Recorded data
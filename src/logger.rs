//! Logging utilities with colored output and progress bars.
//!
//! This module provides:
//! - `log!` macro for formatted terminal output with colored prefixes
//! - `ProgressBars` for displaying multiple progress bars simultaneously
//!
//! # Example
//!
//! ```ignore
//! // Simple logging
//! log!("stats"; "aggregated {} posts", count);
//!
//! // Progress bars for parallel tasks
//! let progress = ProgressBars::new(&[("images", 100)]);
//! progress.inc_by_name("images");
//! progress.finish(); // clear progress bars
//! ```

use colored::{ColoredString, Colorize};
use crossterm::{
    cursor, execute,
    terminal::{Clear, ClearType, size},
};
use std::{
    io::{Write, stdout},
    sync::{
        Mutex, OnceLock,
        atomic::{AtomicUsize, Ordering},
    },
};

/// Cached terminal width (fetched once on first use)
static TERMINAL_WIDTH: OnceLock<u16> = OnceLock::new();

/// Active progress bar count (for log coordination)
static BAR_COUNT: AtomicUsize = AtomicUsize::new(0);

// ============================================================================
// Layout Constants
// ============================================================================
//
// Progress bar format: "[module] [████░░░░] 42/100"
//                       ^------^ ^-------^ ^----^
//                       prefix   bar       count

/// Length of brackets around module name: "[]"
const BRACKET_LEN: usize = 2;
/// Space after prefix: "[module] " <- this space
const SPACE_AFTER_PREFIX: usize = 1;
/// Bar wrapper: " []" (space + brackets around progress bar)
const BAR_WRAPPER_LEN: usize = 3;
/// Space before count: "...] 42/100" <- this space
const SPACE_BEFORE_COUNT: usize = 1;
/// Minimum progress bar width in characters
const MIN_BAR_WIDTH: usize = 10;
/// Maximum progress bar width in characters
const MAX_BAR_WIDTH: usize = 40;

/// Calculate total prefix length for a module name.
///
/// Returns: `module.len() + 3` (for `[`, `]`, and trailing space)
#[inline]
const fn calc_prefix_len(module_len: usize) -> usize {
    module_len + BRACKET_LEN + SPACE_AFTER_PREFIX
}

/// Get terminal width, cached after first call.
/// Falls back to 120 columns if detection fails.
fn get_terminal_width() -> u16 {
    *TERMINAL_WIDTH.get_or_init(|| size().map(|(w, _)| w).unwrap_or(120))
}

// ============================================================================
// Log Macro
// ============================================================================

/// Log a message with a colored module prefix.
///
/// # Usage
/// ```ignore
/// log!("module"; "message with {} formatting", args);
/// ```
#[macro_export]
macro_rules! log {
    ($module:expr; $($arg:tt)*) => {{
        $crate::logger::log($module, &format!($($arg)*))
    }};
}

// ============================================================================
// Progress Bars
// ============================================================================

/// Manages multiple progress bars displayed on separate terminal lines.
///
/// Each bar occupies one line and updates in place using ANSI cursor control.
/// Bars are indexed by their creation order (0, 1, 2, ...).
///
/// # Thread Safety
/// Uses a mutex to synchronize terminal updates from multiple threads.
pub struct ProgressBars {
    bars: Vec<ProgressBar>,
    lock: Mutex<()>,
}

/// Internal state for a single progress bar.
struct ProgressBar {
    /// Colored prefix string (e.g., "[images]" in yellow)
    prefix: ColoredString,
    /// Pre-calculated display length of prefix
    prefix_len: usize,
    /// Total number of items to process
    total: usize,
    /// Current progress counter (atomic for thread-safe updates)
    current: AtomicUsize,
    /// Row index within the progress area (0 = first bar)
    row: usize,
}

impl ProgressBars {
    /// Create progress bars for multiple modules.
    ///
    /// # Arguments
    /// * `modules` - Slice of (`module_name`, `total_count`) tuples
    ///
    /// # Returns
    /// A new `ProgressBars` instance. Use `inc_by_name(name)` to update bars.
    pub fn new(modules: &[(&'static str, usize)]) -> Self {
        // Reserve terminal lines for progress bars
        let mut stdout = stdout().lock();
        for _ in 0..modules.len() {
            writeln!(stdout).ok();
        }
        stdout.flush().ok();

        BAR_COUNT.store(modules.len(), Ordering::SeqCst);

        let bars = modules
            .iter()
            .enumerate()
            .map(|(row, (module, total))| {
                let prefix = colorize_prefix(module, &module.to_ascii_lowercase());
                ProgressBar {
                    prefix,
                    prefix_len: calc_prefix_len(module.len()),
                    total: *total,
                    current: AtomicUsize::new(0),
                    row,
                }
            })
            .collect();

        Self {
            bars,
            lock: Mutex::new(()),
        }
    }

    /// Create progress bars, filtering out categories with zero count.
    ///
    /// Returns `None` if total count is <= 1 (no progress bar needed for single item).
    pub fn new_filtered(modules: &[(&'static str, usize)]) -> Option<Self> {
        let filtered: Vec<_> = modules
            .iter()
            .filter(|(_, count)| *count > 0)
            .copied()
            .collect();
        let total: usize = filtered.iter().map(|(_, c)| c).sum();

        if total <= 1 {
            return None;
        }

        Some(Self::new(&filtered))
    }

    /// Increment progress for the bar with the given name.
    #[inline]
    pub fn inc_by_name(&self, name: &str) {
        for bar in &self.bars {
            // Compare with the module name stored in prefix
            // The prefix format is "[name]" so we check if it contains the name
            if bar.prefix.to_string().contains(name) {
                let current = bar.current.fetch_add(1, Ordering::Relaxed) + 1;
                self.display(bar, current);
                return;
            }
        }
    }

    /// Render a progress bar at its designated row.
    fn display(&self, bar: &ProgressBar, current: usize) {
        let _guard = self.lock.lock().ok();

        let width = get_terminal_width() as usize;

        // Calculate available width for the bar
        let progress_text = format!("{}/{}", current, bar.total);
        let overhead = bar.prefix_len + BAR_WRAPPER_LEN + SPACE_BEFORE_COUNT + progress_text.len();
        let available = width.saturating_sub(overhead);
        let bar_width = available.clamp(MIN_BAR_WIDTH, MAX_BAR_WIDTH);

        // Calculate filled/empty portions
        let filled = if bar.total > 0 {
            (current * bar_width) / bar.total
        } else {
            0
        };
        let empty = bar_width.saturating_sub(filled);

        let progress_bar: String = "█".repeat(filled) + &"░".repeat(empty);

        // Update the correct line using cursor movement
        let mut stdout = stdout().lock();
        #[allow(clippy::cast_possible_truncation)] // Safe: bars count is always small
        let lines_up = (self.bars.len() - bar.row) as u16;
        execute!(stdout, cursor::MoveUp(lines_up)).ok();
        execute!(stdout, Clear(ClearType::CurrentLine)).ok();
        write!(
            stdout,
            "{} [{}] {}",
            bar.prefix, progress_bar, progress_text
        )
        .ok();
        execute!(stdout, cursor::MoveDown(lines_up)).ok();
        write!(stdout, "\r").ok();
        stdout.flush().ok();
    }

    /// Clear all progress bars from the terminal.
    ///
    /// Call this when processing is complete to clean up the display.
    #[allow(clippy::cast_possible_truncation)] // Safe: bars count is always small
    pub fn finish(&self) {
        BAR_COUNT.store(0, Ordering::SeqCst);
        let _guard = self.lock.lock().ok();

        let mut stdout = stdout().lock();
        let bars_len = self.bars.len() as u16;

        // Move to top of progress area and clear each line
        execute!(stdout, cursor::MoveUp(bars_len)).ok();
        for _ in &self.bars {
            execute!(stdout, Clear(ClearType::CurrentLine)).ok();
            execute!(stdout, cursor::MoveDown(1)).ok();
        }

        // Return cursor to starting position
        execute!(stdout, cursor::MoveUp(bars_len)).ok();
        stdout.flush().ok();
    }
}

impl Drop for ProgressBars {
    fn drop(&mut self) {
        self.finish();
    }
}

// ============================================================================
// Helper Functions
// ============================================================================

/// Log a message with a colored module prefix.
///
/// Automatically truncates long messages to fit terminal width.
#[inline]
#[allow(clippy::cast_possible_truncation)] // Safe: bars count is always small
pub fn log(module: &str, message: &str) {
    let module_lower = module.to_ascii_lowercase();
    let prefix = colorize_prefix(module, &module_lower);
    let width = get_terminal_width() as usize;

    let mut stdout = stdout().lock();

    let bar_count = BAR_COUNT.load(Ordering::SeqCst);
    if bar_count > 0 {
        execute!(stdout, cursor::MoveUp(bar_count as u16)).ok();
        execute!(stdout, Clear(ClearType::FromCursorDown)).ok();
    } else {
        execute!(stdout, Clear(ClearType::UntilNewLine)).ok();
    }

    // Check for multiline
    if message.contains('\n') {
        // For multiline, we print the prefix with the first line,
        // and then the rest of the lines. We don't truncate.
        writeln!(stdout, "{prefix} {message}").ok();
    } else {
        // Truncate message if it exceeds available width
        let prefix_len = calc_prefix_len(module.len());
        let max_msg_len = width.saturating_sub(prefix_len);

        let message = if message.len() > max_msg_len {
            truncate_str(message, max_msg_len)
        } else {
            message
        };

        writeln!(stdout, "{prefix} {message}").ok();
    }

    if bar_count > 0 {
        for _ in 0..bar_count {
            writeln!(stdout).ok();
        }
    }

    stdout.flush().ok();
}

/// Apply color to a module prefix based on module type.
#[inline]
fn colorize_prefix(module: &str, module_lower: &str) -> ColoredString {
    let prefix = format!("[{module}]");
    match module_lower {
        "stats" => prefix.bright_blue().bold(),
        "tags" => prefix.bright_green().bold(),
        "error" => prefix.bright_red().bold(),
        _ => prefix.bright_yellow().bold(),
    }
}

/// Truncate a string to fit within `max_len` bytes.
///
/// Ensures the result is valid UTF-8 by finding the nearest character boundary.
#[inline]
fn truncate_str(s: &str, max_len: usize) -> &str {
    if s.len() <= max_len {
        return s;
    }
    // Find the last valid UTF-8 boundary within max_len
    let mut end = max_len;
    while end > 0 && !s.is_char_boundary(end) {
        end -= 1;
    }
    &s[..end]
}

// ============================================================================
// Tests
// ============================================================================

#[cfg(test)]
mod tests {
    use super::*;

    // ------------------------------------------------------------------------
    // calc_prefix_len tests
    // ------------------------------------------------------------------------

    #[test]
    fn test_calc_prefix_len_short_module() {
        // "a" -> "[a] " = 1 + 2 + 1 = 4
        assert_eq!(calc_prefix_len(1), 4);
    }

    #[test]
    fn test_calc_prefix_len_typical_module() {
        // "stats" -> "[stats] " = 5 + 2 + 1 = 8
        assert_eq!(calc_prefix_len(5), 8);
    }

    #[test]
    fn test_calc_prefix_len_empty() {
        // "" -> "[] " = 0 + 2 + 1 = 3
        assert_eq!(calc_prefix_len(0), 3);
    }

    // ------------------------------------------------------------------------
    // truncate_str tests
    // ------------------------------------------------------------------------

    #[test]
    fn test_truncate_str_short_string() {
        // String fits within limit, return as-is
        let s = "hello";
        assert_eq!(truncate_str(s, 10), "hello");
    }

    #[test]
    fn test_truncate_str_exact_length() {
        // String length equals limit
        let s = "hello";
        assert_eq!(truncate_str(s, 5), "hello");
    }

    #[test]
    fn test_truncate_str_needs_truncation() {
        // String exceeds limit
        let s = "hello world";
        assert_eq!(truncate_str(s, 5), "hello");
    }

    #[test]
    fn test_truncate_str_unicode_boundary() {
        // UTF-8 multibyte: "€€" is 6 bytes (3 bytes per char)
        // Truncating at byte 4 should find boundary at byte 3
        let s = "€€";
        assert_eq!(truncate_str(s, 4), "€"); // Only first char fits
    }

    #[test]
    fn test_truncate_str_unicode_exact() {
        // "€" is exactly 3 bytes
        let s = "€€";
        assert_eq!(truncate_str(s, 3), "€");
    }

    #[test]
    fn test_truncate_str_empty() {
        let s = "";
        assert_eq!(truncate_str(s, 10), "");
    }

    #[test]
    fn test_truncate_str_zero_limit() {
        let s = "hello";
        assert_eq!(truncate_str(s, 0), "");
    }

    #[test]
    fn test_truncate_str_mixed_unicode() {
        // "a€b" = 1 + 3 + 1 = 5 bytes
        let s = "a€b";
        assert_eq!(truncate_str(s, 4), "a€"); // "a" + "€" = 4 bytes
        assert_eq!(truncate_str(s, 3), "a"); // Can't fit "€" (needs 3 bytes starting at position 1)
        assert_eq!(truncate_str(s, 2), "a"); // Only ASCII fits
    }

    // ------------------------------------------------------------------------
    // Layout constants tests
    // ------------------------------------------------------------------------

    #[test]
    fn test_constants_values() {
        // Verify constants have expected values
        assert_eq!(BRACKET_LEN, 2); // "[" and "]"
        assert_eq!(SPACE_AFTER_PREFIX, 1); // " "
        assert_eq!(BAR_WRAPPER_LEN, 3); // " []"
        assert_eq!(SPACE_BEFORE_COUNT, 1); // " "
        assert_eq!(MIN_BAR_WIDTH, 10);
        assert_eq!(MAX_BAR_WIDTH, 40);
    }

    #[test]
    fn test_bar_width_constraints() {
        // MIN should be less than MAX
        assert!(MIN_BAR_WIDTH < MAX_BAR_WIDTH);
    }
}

= The problem =
Please copy each line of the records above in which the word "output" can be found.

= Task response =
//! Logging utilities with colored output and progress bars.
//! - `log!` macro for formatted terminal output with colored prefixes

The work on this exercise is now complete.